Silence

Du silence

On le dit d'or; on le dit souvent propice à la médidation et promesse de sagesse. Mais en même temps, si destructeur, notamment des relations humaines. Qu'entre deux le silence vienne à peser... et s'effondre le couple.

J'aime ces paradoxes et cherche toujours un peu le point où de vertu le silence se fait obstacle. Il en va bien un peu comme de cette sotte formule Ah si jeunesse savait... si vieillesse pouvait où l'on devrait bien pouvoir dénicher le lieu ou l'instant où se croisent la ligne descendante de la puissance et celle ascendante de la sagesse ! Trouver le lieu où le silence s'inverse !

Si je ne suis pas véritablement convaincu que le contraire de la puissance soit la sagesse même s'il est exact que la première éloigne furieusement de la seconde parce que sans doute la sagesse est le rêve poursuivi de ce point où science et pouvoir se pourraient conjuguer sans se détruire, en revanche je crains bien que le contraire du silence soit bien la parole que l'on entend de manière si vaste qu'elle en donne le vertige dont la communication n'est que la forme extrême - et, peut-être - perverse.

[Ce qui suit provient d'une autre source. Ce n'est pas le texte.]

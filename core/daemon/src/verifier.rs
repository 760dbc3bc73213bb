//! Public record lookup with integrity verification.
//!
//! Lookups are read-only. Every returned record carries a fresh integrity
//! report computed from the stored canonical fields and its stored
//! predecessor.

use attest_core::{
    verify_record, IntegrityReason, IntegrityReport, RecordVerifierKey, VerificationRecord,
};
use attest_protocol::RecordLookup;
use serde::Serialize;

use crate::db::{Db, RecordRow};

#[derive(Debug, Clone, Serialize)]
pub struct PublicRecordView {
    pub record_id: String,
    pub card_number: String,
    /// `None` when the stored canonical fields no longer parse.
    pub record: Option<VerificationRecord>,
    pub integrity: IntegrityReport,
}

#[derive(Debug, Clone, Serialize, PartialEq, Eq)]
pub struct VerifyOutcome {
    pub record_id: String,
    pub card_number: String,
    pub valid: bool,
    pub reasons: Vec<IntegrityReason>,
}

impl From<&PublicRecordView> for VerifyOutcome {
    fn from(view: &PublicRecordView) -> Self {
        Self {
            record_id: view.record_id.clone(),
            card_number: view.card_number.clone(),
            valid: view.integrity.valid,
            reasons: view.integrity.reasons.clone(),
        }
    }
}

pub fn lookup(
    db: &Db,
    key: &RecordVerifierKey,
    query: &RecordLookup,
) -> Result<Option<PublicRecordView>, String> {
    let row = match (&query.record_id, &query.card_number) {
        (Some(record_id), _) => db.get_record_by_id(record_id)?,
        (None, Some(card_number)) => db.get_record_by_card(card_number)?,
        (None, None) => None,
    };
    let Some(row) = row else {
        return Ok(None);
    };
    Ok(Some(inspect(db, key, row)?))
}

pub fn verify(
    db: &Db,
    key: &RecordVerifierKey,
    query: &RecordLookup,
) -> Result<Option<VerifyOutcome>, String> {
    Ok(lookup(db, key, query)?.map(|view| VerifyOutcome::from(&view)))
}

fn inspect(db: &Db, key: &RecordVerifierKey, row: RecordRow) -> Result<PublicRecordView, String> {
    let record_id = row.record_id.clone();
    let card_number = row.card_number.clone();
    let chain_scope = row.chain_scope.clone();
    let sequence = row.sequence;

    let record = match row.into_record() {
        Ok(record) => record,
        Err(err) => {
            tracing::warn!(record_id = %record_id, error = %err, "Stored record is unreadable");
            return Ok(PublicRecordView {
                record_id,
                card_number,
                record: None,
                integrity: IntegrityReport::unreadable(err),
            });
        }
    };

    // Predecessor position comes from the stored row, not the canonical fields.
    let predecessor = if sequence > 1 {
        db.get_record_by_chain(&chain_scope, (sequence - 1) as u64)?
            .and_then(|row| row.into_record().ok())
    } else {
        None
    };

    let integrity = verify_record(&record, predecessor.as_ref(), key);
    if !integrity.valid {
        tracing::warn!(
            record_id = %record_id,
            reasons = ?integrity.reasons,
            "Record failed integrity verification"
        );
    }
    Ok(PublicRecordView {
        record_id,
        card_number,
        record: Some(record),
        integrity,
    })
}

Me hante cette expression si souvent entendue ces derniers temps à propos de notre président : ce n'est qu'un coup de comm ! comme si la communication était tout autre que la parole ; qu'elle en fût l'antithèse voire son négatif ! Me hante ce moment où l'habileté à s'exprimer, où la communication moderne ne fait finalement que poursuivre les habiletés de la rhétorique antique, au lieu de favoriser la transmission du message, subitement la bloque et se retourne contre son auteur ! J'en comprends le mécanisme ; je saisis moins pourquoi subitement ce revirement !

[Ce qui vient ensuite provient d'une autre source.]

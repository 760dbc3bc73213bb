//! SQLite persistence for attestd.
//!
//! This is the single-writer store backing the daemon: an append-only
//! events table, the sessions it materializes into, the append-only record
//! ledger, and an outbox of notifications for downstream delivery.
//!
//! Every timestamp column holds `format_timestamp` output (RFC3339, millis,
//! `Z`), so lexicographic comparisons in SQL match chronological ones.

use attest_core::record::canonical_bytes;
use attest_core::{
    format_timestamp, parse_timestamp, ActivityEvent, ActivityKind, AttendanceSession, ChainTip,
    EventPayload, EventSource, GenerationError, SessionMetadata, SessionMetrics, SessionStatus,
    VerificationRecord,
};
use chrono::{DateTime, Utc};
use rusqlite::{params, Connection, OpenFlags, OptionalExtension, TransactionBehavior};
use serde::Serialize;
use std::collections::BTreeMap;
use std::path::PathBuf;
use std::time::Duration;

pub const OUTBOX_RECORD_ISSUED: &str = "record_issued";
pub const OUTBOX_SESSION_REJECTED: &str = "session_rejected";

const DEFAULT_BUSY_TIMEOUT: Duration = Duration::from_millis(5000);

const SESSION_COLUMNS: &str = "session_id, participant_id, meeting_id, scheduled_start, \
     scheduled_duration_min, status, join_time, leave_time, metrics, is_valid, metadata, \
     record_id";

const RECORD_COLUMNS: &str = "record_id, card_number, subject_session_id, chain_scope, sequence, \
     canonical_json, content_hash, previous_record_hash, record_hash, signature, key_id, \
     created_at";

pub struct Db {
    path: PathBuf,
}

/// Identity of the session a webhook event belongs to, created on first sight.
#[derive(Debug, Clone)]
pub struct SessionSeed {
    pub session_id: String,
    pub participant_id: String,
    pub meeting_id: String,
    pub scheduled_start: DateTime<Utc>,
    pub scheduled_duration_min: u32,
}

#[derive(Debug, Clone, PartialEq, Eq, Serialize)]
#[serde(tag = "outcome", rename_all = "snake_case")]
pub enum AppendOutcome {
    Appended { sequence: i64 },
    Duplicate,
    UnknownSession,
    SessionClosed { status: SessionStatus },
}

#[derive(Debug, Clone, PartialEq, Serialize)]
pub struct SessionSummary {
    pub session_id: String,
    pub participant_id: String,
    pub meeting_id: String,
    pub scheduled_start: String,
    pub scheduled_duration_min: u32,
    pub status: SessionStatus,
    pub is_valid: Option<bool>,
    pub record_id: Option<String>,
    pub rejection_reason: Option<String>,
    pub updated_at: String,
}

Je comprends mieux pourquoi la parole désigne aussi l'engagement que l'on prend; celle qui se suffit à elle-même sans qu'il soit besoin de rien ajouter. Cette parole est d'authenticité, de sincérité, de vérité par opposition aux artifices du mensonge. Sans doute n'est-ce qu'un paradigme imaginaire des sociétés traditionnelles mais je ne déteste pas cette posture où l'on s'offense d'avoir à contresigner un engagement comme si la parole ne suffisait pas et qu'il fallût que l'écrit la redoublât.

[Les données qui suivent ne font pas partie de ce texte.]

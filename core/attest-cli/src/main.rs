//! attest: command-line client for the attendance attestation daemon.
//!
//! Every subcommand is a single request over the daemon socket. Results are
//! printed to stdout as JSON; diagnostics go to the log file.
//!
//! ## Subcommands
//!
//! - `webhook`: forward a provider callback (body on stdin)
//! - `heartbeat`: report a client activity heartbeat
//! - `sweep`: run a reconciliation sweep now
//! - `session` / `sessions`: inspect attendance sessions
//! - `record`: look up or verify a verification record
//! - `health`: daemon status
//! - `outbox`: drain pending notifications

mod daemon_client;
mod logging;

use attest_core::webhook::compute_signature;
use attest_protocol::{HeartbeatParams, HeartbeatState, ListParams, Method, RecordLookup, WebhookParams};
use chrono::{DateTime, SecondsFormat, Utc};
use clap::{Args, Parser, Subcommand, ValueEnum};
use serde_json::{json, Value};
use std::io::Read;
use std::path::PathBuf;

use daemon_client::CallError;

#[derive(Parser)]
#[command(name = "attest")]
#[command(about = "Attendance attestation client")]
#[command(version)]
struct Cli {
    #[command(subcommand)]
    command: Commands,
}

#[derive(Subcommand)]
enum Commands {
    /// Forward a meeting provider webhook (reads the raw body from stdin)
    Webhook(WebhookArgs),

    /// Report a client heartbeat for a session
    Heartbeat(HeartbeatArgs),

    /// Run a reconciliation sweep immediately
    Sweep,

    /// Show one session with its events
    Session {
        #[arg(value_name = "SESSION_ID")]
        session_id: String,
    },

    /// List sessions, newest first
    Sessions {
        /// Filter by status (in_progress, completed, finalized, rejected)
        #[arg(long)]
        status: Option<String>,

        #[arg(long)]
        limit: Option<usize>,
    },

    /// Look up a verification record by id or card number
    Record(RecordArgs),

    /// Show daemon health
    Health,

    /// Drain pending outbox notifications
    Outbox {
        #[arg(long)]
        limit: Option<usize>,
    },
}

#[derive(Args)]
struct WebhookArgs {
    /// Provider signature header value
    #[arg(long, requires = "timestamp", conflicts_with = "secret")]
    signature: Option<String>,

    /// Provider request timestamp header value
    #[arg(long)]
    timestamp: Option<String>,

    /// Sign the body locally with this secret instead of passing a signature
    #[arg(long)]
    secret: Option<String>,

    /// Read the body from a file instead of stdin
    #[arg(long, value_name = "PATH")]
    body_file: Option<PathBuf>,
}

#[derive(Args)]
struct HeartbeatArgs {
    #[arg(long)]
    session_id: String,

    /// Defaults to a fresh ULID
    #[arg(long)]
    event_id: Option<String>,

    #[arg(long, value_enum, default_value_t = StateArg::Active)]
    state: StateArg,

    /// RFC 3339 timestamp; defaults to now
    #[arg(long)]
    at: Option<String>,

    #[arg(long)]
    mouse: bool,

    #[arg(long)]
    keyboard: bool,

    #[arg(long)]
    tab_focused: bool,
}

#[derive(Clone, Copy, ValueEnum)]
enum StateArg {
    Active,
    Idle,
}

impl From<StateArg> for HeartbeatState {
    fn from(value: StateArg) -> Self {
        match value {
            StateArg::Active => HeartbeatState::Active,
            StateArg::Idle => HeartbeatState::Idle,
        }
    }
}

#[derive(Args)]
struct RecordArgs {
    #[arg(long, conflicts_with = "card", required_unless_present = "card")]
    id: Option<String>,

    #[arg(long)]
    card: Option<String>,

    /// Print only the integrity verdict; exits non-zero when invalid
    #[arg(long)]
    verify: bool,
}

fn main() {
    let _logging_guard = logging::init();
    let cli = Cli::parse();

    match run(cli.command) {
        Ok(true) => {}
        Ok(false) => std::process::exit(1),
        Err(e) => {
            tracing::error!(error = %e, "attest command failed");
            eprintln!("attest: {}", e);
            std::process::exit(1);
        }
    }
}

/// Returns `Ok(false)` when the command succeeded but reported a negative
/// verdict.
fn run(command: Commands) -> Result<bool, String> {
    match command {
        Commands::Webhook(args) => {
            let body = read_body(args.body_file.as_ref())?;
            let params = webhook_params(&args, body, Utc::now())?;
            print_call(Method::Webhook, Some(to_value(&params)?))
        }
        Commands::Heartbeat(args) => {
            let params = heartbeat_params(&args, Utc::now());
            print_call(Method::Heartbeat, Some(to_value(&params)?))
        }
        Commands::Sweep => print_call(Method::RunSweep, None),
        Commands::Session { session_id } => {
            print_call(Method::GetSession, Some(json!({ "session_id": session_id })))
        }
        Commands::Sessions { status, limit } => {
            let params = ListParams { status, limit };
            print_call(Method::ListSessions, Some(to_value(&params)?))
        }
        Commands::Record(args) => {
            let lookup = RecordLookup {
                record_id: args.id,
                card_number: args.card,
            };
            let method = if args.verify {
                Method::VerifyRecord
            } else {
                Method::GetRecord
            };
            let data = daemon_client::call(method, Some(to_value(&lookup)?))
                .map_err(|err| err.to_string())?;
            print_json(&data)?;
            Ok(record_is_valid(&data))
        }
        Commands::Health => print_call(Method::GetHealth, None),
        Commands::Outbox { limit } => {
            let params = ListParams {
                status: None,
                limit,
            };
            print_call(Method::DrainOutbox, Some(to_value(&params)?))
        }
    }
}

fn print_call(method: Method, params: Option<Value>) -> Result<bool, String> {
    match daemon_client::call(method, params) {
        Ok(data) => {
            print_json(&data)?;
            Ok(true)
        }
        Err(CallError::Daemon { code, message }) => {
            print_json(&json!({ "error": { "code": code, "message": message } }))?;
            Ok(false)
        }
        Err(err) => Err(err.to_string()),
    }
}

fn print_json(value: &Value) -> Result<(), String> {
    let text = serde_json::to_string_pretty(value)
        .map_err(|err| format!("Failed to format response: {}", err))?;
    println!("{}", text);
    Ok(())
}

fn to_value<T: serde::Serialize>(params: &T) -> Result<Value, String> {
    serde_json::to_value(params).map_err(|err| format!("Failed to serialize params: {}", err))
}

fn read_body(path: Option<&PathBuf>) -> Result<String, String> {
    match path {
        Some(path) => fs_err::read_to_string(path).map_err(|err| err.to_string()),
        None => {
            let mut body = String::new();
            std::io::stdin()
                .read_to_string(&mut body)
                .map_err(|err| format!("Failed to read stdin: {}", err))?;
            Ok(body)
        }
    }
}

/// The body is forwarded byte-for-byte apart from one trailing newline that
/// shells tend to append.
fn webhook_params(
    args: &WebhookArgs,
    body: String,
    now: DateTime<Utc>,
) -> Result<WebhookParams, String> {
    let body = body
        .strip_suffix('\n')
        .map(str::to_string)
        .unwrap_or(body);
    if let Some(secret) = &args.secret {
        let timestamp = args
            .timestamp
            .clone()
            .unwrap_or_else(|| now.timestamp().to_string());
        let signature =
            compute_signature(secret, &timestamp, &body).map_err(|err| err.to_string())?;
        return Ok(WebhookParams {
            signature,
            timestamp,
            body,
        });
    }

    match (&args.signature, &args.timestamp) {
        (Some(signature), Some(timestamp)) => Ok(WebhookParams {
            signature: signature.clone(),
            timestamp: timestamp.clone(),
            body,
        }),
        _ => Err("either --signature with --timestamp, or --secret, is required".to_string()),
    }
}

fn heartbeat_params(args: &HeartbeatArgs, now: DateTime<Utc>) -> HeartbeatParams {
    HeartbeatParams {
        event_id: args
            .event_id
            .clone()
            .unwrap_or_else(|| ulid::Ulid::new().to_string()),
        session_id: args.session_id.clone(),
        occurred_at: args
            .at
            .clone()
            .unwrap_or_else(|| now.to_rfc3339_opts(SecondsFormat::Millis, true)),
        state: args.state.into(),
        mouse_active: args.mouse,
        keyboard_active: args.keyboard,
        tab_focused: args.tab_focused,
    }
}

fn record_is_valid(data: &Value) -> bool {
    data.get("valid")
        .or_else(|| data.get("integrity").and_then(|integrity| integrity.get("valid")))
        .and_then(Value::as_bool)
        .unwrap_or(false)
}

C'est le sens après tout du :

dit oui ou non . Tout ce qui est rajouté vient du Démon . (Matthieu 5, 37)

Certes les paroles s'envolent quand les écrits restent mais ce qui se joue ici c'est la suspicion de la parole.

Est-il un système politique qui puisse résister à la suspicion du mensonge - ou, simplement, de l'habileté ? est-il un système social, une seule relation humaine, d'ailleurs, qui puisse y résister ?

J'ame à me souvenir que les deux sources de notre culture (grecque et chrétienne) débutent toutes les deux par un refus, par un rejet de l'artifice et du mensonge : les sophistes d'un côté; les pharisiens de l'autre. Que leur reproche-t-on, presque identiquement ? de se servir de la parole plutôt que de la servir, de ne pas croire en ce qu'ils disent mais de ce contenter, avec habileté, de produire un discours tout fait, pour n'importe quel destinaitaire; d'être finalement démagogue !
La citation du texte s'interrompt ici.